Advantages and disadvantages of the technique
Our clinical study demonstrated the following advantages of the technique: The procedure can be completed conveniently and practicably by a single incision; the nerves can be anastomosed at a go without tension, thus promoting the curative effects of the technique; and the obvious shortening of the distance between the donor nerve and the recipient nerve allows for quick recovery of finger flexion due to acceleration of nerve regeneration. This study also indicates that the BMBMCN is an effective and safe donor nerve due to less impairment to elbow flexion.
This study also found some disadvantages of the technique. First of all, it has strict indications, thus limiting its clinical use. The precondition of this technique is that there is no impairment to BMBMCN as a donor nerve. In addition, it is unable to repair the function of the internal muscle of the hand.
Operative cautions of the technique
Firstly, clinical studies have shown the indications of the new technique, including single lower trunk injury or proximal median nerve injury, especially in cases with a long course of disease but without occurrence of irreversible fibrosis in the innervated muscle. When functional impairment or loss occurs in the upper or middle trunk, the donor BMBMCN is likely to be affected, and the outcome is usually poor. In this study, there was one case where the brachial plexus lower trunk was damaged completely and the upper and middle trunk was injured incompletely, digital flexion failed to recover within 18 months after operation possibly due to preoperative injury to the donor BMBMCN or sensory impairment of the hand.

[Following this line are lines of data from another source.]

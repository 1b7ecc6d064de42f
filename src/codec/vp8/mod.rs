//! VP8 hardware decode
//!
//! VP8 is a royalty-free video codec developed by On2 Technologies and
//! released as open source by Google. The hardware decodes it in VLD mode:
//! the driver supplies picture parameters, the dequantization matrix, the
//! coefficient probabilities and the compressed partitions, and the
//! hardware does the rest.
//!
//! - [`va`]: client buffer layouts
//! - [`hal`]: hardware parameter blocks
//! - [`quant`]: quantizer tables
//! - [`translate`]: client-to-hardware translation
//! - [`pool`]: per-context buffer pool
//! - [`decoder`]: the decode context
//!
//! ## Example
//!
//! ```no_run
//! use std::sync::Arc;
//! use vaddi::codec::vp8::Vp8Decoder;
//! use vaddi::hwaccel::{gpu::SystemAllocator, DdiDecoder, DecoderConfig};
//!
//! let mut decoder = Vp8Decoder::new(DecoderConfig::default(), Arc::new(SystemAllocator::new()))?;
//! decoder.context_init(640, 480);
//! decoder.init_resources()?;
//! # Ok::<(), vaddi::error::Error>(())
//! ```

pub mod decoder;
pub mod hal;
pub mod pool;
pub mod quant;
pub mod translate;
pub mod va;

pub use decoder::{FrameState, Vp8DecodeJob, Vp8Decoder};
pub use hal::{Vp8IqMatrix, Vp8PicParams};
pub use pool::Vp8BufferPool;
pub use translate::DecodeParams;
pub use va::{
    IqMatrixBufferVp8, PictureParameterBufferVp8, ProbabilityBufferVp8, SliceParameterBufferVp8,
    VaPicFields,
};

Secondly, it plays a key role in maintaining the function of median nerve. During the procurement of the posterior fascicular group of the median nerve, the residual function of the median nerve should be protected to the best. Furthermore, functional preservation of the median nerve helps recovery of digital flexion because it reduces impairment to the sensation of the radial half in the palm.22
Thirdly, separation and electric stimulation can be used during the operation to distinguish the BMBMCN and lateral antebrachial cutaneous nerve of the BMN more accurately.
Fourthly, distinguishing the finger flexion fascicular group of the median nerve during operation is of great significance. The finger flexion fascicular group lies in the posterior 1/3 part according to the preoperatively marked natural position of the median nerve. The harvest should be done with the assistance of the surgical microscope and testified by SEP examination.
Finally, the study recommends postoperative external fixation of elbow flexion by 90 degree to prevent stoma split.